Поэзия как идеал, чудо и апофеоз единства. Но не только проза требует «мыслей и мыслей». Поэзию в этом смысле отличает лишь то, что поэт выражает «свои мысли стихами». Пушкинские ироничные выпады, вроде «поэзия, прости Господи, должна быть глуповата» не должны никого обманывать. Глуповата не значит, без-мысленна, но лишь – не тяжеловесна. То есть должна быть легка, проста, непосредственна, должна уметь летать: мысль поэзии – это парящая мысль.
Пушкин на самом деле лишь повторяет мысль Гёте («лирика должна быть в частностях немного простовата»), утверждая, что поэзия призвана выражать мысль иначе, нежели немецкая философия (которую Пушкин не особо, мягко говоря, жалует). Поэт, поэзия способны постигать суть вещей глубже чем философ и философия, но иначе. Философ постигает мир посредством логики и, отталкиваясь от найденного предиката, поступательно разворачивает свои тезисы. Поэт же летит на крыльях вдохновения, следуя скорее интуиции. Его «логика» – это те рифмы мира, которые сближает его сердце и сознание по их созвучию и гармонии. Поэт действует в пространстве творящего духа, в потоке вдохновения, и его удача, если мир и правда сотворен Поэтом Неба и Земли (в первом члене Символа Веры греческое слово Творец передано словом ὁ Ποιητής (Poiētēs), что переводится так же и как Поэт).
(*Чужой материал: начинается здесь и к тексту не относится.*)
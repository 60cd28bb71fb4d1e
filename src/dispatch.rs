//! Write-side operations against the document store.
//!
//! Every operation takes the signed-in principal explicitly and validates its
//! input before anything is written. Multi-document effects (completion,
//! reset) go through a single batch so they land together or not at all.

use crate::errors::AppError;
use crate::models::{Principal, StatsEntry, StatsEntryKind, Task, TaskDraft, PENALTY_UNIT};
use crate::session::empty_stats;
use crate::store::{CollectionRef, DocRef, DocumentStore, FieldOp, Fields, Query, StoreError, WriteBatch};
use chrono::{DateTime, NaiveDateTime, TimeZone, Utc};
use serde_json::{json, Value};
use std::sync::Arc;
use tracing::info;
use uuid::Uuid;

const LOCAL_FORMATS: [&str; 3] = ["%Y-%m-%dT%H:%M", "%Y-%m-%dT%H:%M:%S", "%Y-%m-%d %H:%M"];

pub struct Dispatcher<S> {
    store: Arc<S>,
    admin_email: String,
}

impl<S: DocumentStore> Dispatcher<S> {
    pub fn new(store: Arc<S>, admin_email: impl Into<String>) -> Self {
        Self {
            store,
            admin_email: admin_email.into().trim().to_lowercase(),
        }
    }

    pub async fn add_task<Tz: TimeZone>(
        &self,
        principal: &Principal,
        title: &str,
        start: &str,
        hours: f64,
        tz: &Tz,
    ) -> Result<Task, AppError> {
        let draft = draft_task(title, start, hours, tz)?;
        let task = Task {
            id: Uuid::new_v4().to_string(),
            title: draft.title,
            start_time: draft.start.to_rfc3339(),
            day: draft.day,
            estimated_hours: draft.estimated_hours,
            completed: false,
            elapsed_seconds: Some(0),
            completed_at: None,
            alerted: false,
        };

        let doc = CollectionRef::tasks(&principal.uid).doc(&task.id);
        self.store
            .set(&principal.uid, &doc, task_fields(&task))
            .await
            .map_err(AppError::write("add task"))?;
        info!(uid = %principal.uid, task = %task.id, "task added");
        Ok(task)
    }

    pub async fn save_elapsed(
        &self,
        principal: &Principal,
        task_id: &str,
        elapsed: i64,
    ) -> Result<(), AppError> {
        let doc = CollectionRef::tasks(&principal.uid).doc(task_id);
        self.store
            .update(
                &principal.uid,
                &doc,
                vec![("elapsed_seconds".into(), FieldOp::Set(json!(elapsed)))],
            )
            .await
            .map_err(AppError::write("save timer"))
    }

    /// Setting the flag twice is harmless.
    pub async fn mark_alerted(&self, principal: &Principal, task_id: &str) -> Result<(), AppError> {
        let doc = CollectionRef::tasks(&principal.uid).doc(task_id);
        self.store
            .update(
                &principal.uid,
                &doc,
                vec![("alerted".into(), FieldOp::Set(json!(true)))],
            )
            .await
            .map_err(AppError::write("mark alerted"))
    }

    /// Marks `task` complete and credits its estimated hours to the owner's
    /// stats, in one batch. The task update only applies while the stored
    /// task is still incomplete, so a repeat never double-counts.
    pub async fn complete_task(
        &self,
        principal: &Principal,
        task: &Task,
        elapsed: Option<i64>,
        now: DateTime<Utc>,
    ) -> Result<(), AppError> {
        if task.completed {
            return Err(AppError::AlreadyCompleted(task.id.clone()));
        }

        let entry = StatsEntry {
            at: now,
            kind: StatsEntryKind::Completion,
            value: task.estimated_hours,
        };
        let elapsed = elapsed.or(task.elapsed_seconds).unwrap_or(0);
        let batch = WriteBatch::new()
            .update_if(
                CollectionRef::tasks(&principal.uid).doc(&task.id),
                "completed",
                false,
                vec![
                    ("completed".into(), FieldOp::Set(json!(true))),
                    ("completed_at".into(), FieldOp::Set(json!(now))),
                    ("elapsed_seconds".into(), FieldOp::Set(json!(elapsed))),
                ],
            )
            .update(
                DocRef::stats(&principal.uid),
                vec![
                    ("tasks_completed".into(), FieldOp::Increment(1.0)),
                    ("total_hours".into(), FieldOp::Increment(task.estimated_hours)),
                    ("history".into(), FieldOp::Append(json!(entry))),
                ],
            );

        self.store
            .commit(&principal.uid, batch)
            .await
            .map_err(|err| match err {
                StoreError::PreconditionFailed { .. } => AppError::AlreadyCompleted(task.id.clone()),
                other => AppError::write("complete task")(other),
            })?;
        info!(uid = %principal.uid, task = %task.id, hours = task.estimated_hours, "task completed");
        Ok(())
    }

    pub async fn add_penalty(&self, principal: &Principal, now: DateTime<Utc>) -> Result<(), AppError> {
        let entry = StatsEntry {
            at: now,
            kind: StatsEntryKind::Penalty,
            value: PENALTY_UNIT as f64,
        };
        self.store
            .update(
                &principal.uid,
                &DocRef::stats(&principal.uid),
                vec![
                    ("penalty".into(), FieldOp::Increment(PENALTY_UNIT as f64)),
                    ("history".into(), FieldOp::Append(json!(entry))),
                ],
            )
            .await
            .map_err(AppError::write("add penalty"))?;
        info!(uid = %principal.uid, units = PENALTY_UNIT, "penalty added");
        Ok(())
    }

    pub fn is_admin(&self, principal: &Principal) -> bool {
        principal.email.trim().to_lowercase() == self.admin_email
    }

    /// Number of tasks a reset would delete.
    pub async fn reset_scope(&self, principal: &Principal) -> Result<usize, AppError> {
        if !self.is_admin(principal) {
            return Err(AppError::Forbidden);
        }
        let docs = self
            .store
            .query(&principal.uid, &Query::all(CollectionRef::tasks(&principal.uid)))
            .await
            .map_err(reset_error)?;
        Ok(docs.len())
    }

    /// Deletes every task of `principal` and zeroes its stats in one batch.
    pub async fn reset_all(&self, principal: &Principal, now: DateTime<Utc>) -> Result<usize, AppError> {
        if !self.is_admin(principal) {
            return Err(AppError::Forbidden);
        }

        let tasks = CollectionRef::tasks(&principal.uid);
        let docs = self
            .store
            .query(&principal.uid, &Query::all(tasks.clone()))
            .await
            .map_err(reset_error)?;

        let mut stats = empty_stats(principal);
        stats.insert("last_reset_at".into(), json!(now));
        let batch = docs
            .iter()
            .fold(WriteBatch::new(), |batch, doc| batch.delete(tasks.doc(&doc.id)))
            .set(DocRef::stats(&principal.uid), stats);

        self.store
            .commit(&principal.uid, batch)
            .await
            .map_err(reset_error)?;
        info!(uid = %principal.uid, deleted = docs.len(), "all data reset");
        Ok(docs.len())
    }
}

fn reset_error(err: StoreError) -> AppError {
    match err {
        StoreError::PermissionDenied { .. } => AppError::ResetPermissionDenied,
        other => AppError::write("reset all data")(other),
    }
}

fn task_fields(task: &Task) -> Fields {
    match serde_json::to_value(task) {
        Ok(Value::Object(mut fields)) => {
            fields.remove("id");
            fields
        }
        _ => Fields::new(),
    }
}

/// Validates add-task input. `start` is a local wall-clock time in `tz`
/// (`YYYY-MM-DDTHH:MM`, optionally with seconds) or an RFC 3339 instant.
pub fn draft_task<Tz: TimeZone>(
    title: &str,
    start: &str,
    hours: f64,
    tz: &Tz,
) -> Result<TaskDraft, AppError> {
    let title = title.trim();
    if title.is_empty() {
        return Err(AppError::bad_request("title is required"));
    }
    if !hours.is_finite() || hours <= 0.0 {
        return Err(AppError::bad_request("estimated hours must be greater than zero"));
    }
    let start = start.trim();
    if start.is_empty() {
        return Err(AppError::bad_request("start time is required"));
    }
    let local = parse_local_start(start, tz)
        .ok_or_else(|| AppError::bad_request(format!("invalid start time '{start}'")))?;

    Ok(TaskDraft {
        title: title.to_string(),
        start: local.with_timezone(&Utc),
        day: local.date_naive().to_string(),
        estimated_hours: hours,
    })
}

pub fn parse_local_start<Tz: TimeZone>(input: &str, tz: &Tz) -> Option<DateTime<Tz>> {
    if let Ok(instant) = DateTime::parse_from_rfc3339(input) {
        return Some(instant.with_timezone(tz));
    }
    LOCAL_FORMATS
        .iter()
        .find_map(|format| NaiveDateTime::parse_from_str(input, format).ok())
        .and_then(|naive| tz.from_local_datetime(&naive).earliest())
}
«Бывают странные сближения», – бросил однажды Пушкин, которого всю жизнь преследовали удивительные совпадения. Но что же такое поэзия, если не подобный же ряд странных сближений, противоположностей, элементов разных миров, между которыми вдруг возникает притяжение «симпатии» (как сказал бы Аристотель)? И именно термины античной философии более всего здесь уместны. По своему мироощущению Пушкин – римлянин, эллин, классик: Гомер ему ближе Вольтера, Парфенон – Версаля. Современность он скорее презирает, видя в ней предвестие конца (ужасный век, ужасные сердца) и с удовольствием бы откатил этот мир «к заводским настройкам» Эллады. Да так, как видим, он и делает: его поэтический мир – это классический космос эллинизма. Его философия – классическая философия Платона, Плотина, эллинического христианства. Не удивительно, что она коррелирует с классической христианской патристикой гораздо более, нежели с современной ему французской и немецкой философией.
Впрочем, едва ли верно называть мировоззрение Пушкина философией. Да и мировоззрением не совсем верно. Скорее – миросозерцанием. Как и христианство зрелого Пушкина идёт не от «философии», не от ума (и даже не от сердца: ум ищет божества, а сердце не находит), но находится тем же опытным путем – созерцанием и вдохновением, и именно этим невероятно ценно. Будучи с детских лет захлестываем мощными волнами вдохновения, Пушкин понимает: мир и правда сотворен Поэтом, который зарифмовал, разделяя своё творение.
Ибо разве не так творятся миры? Разве не таково свойство творца, с маленькой или большой буквы, или – ребёнка, радостно играющего рифмами мира?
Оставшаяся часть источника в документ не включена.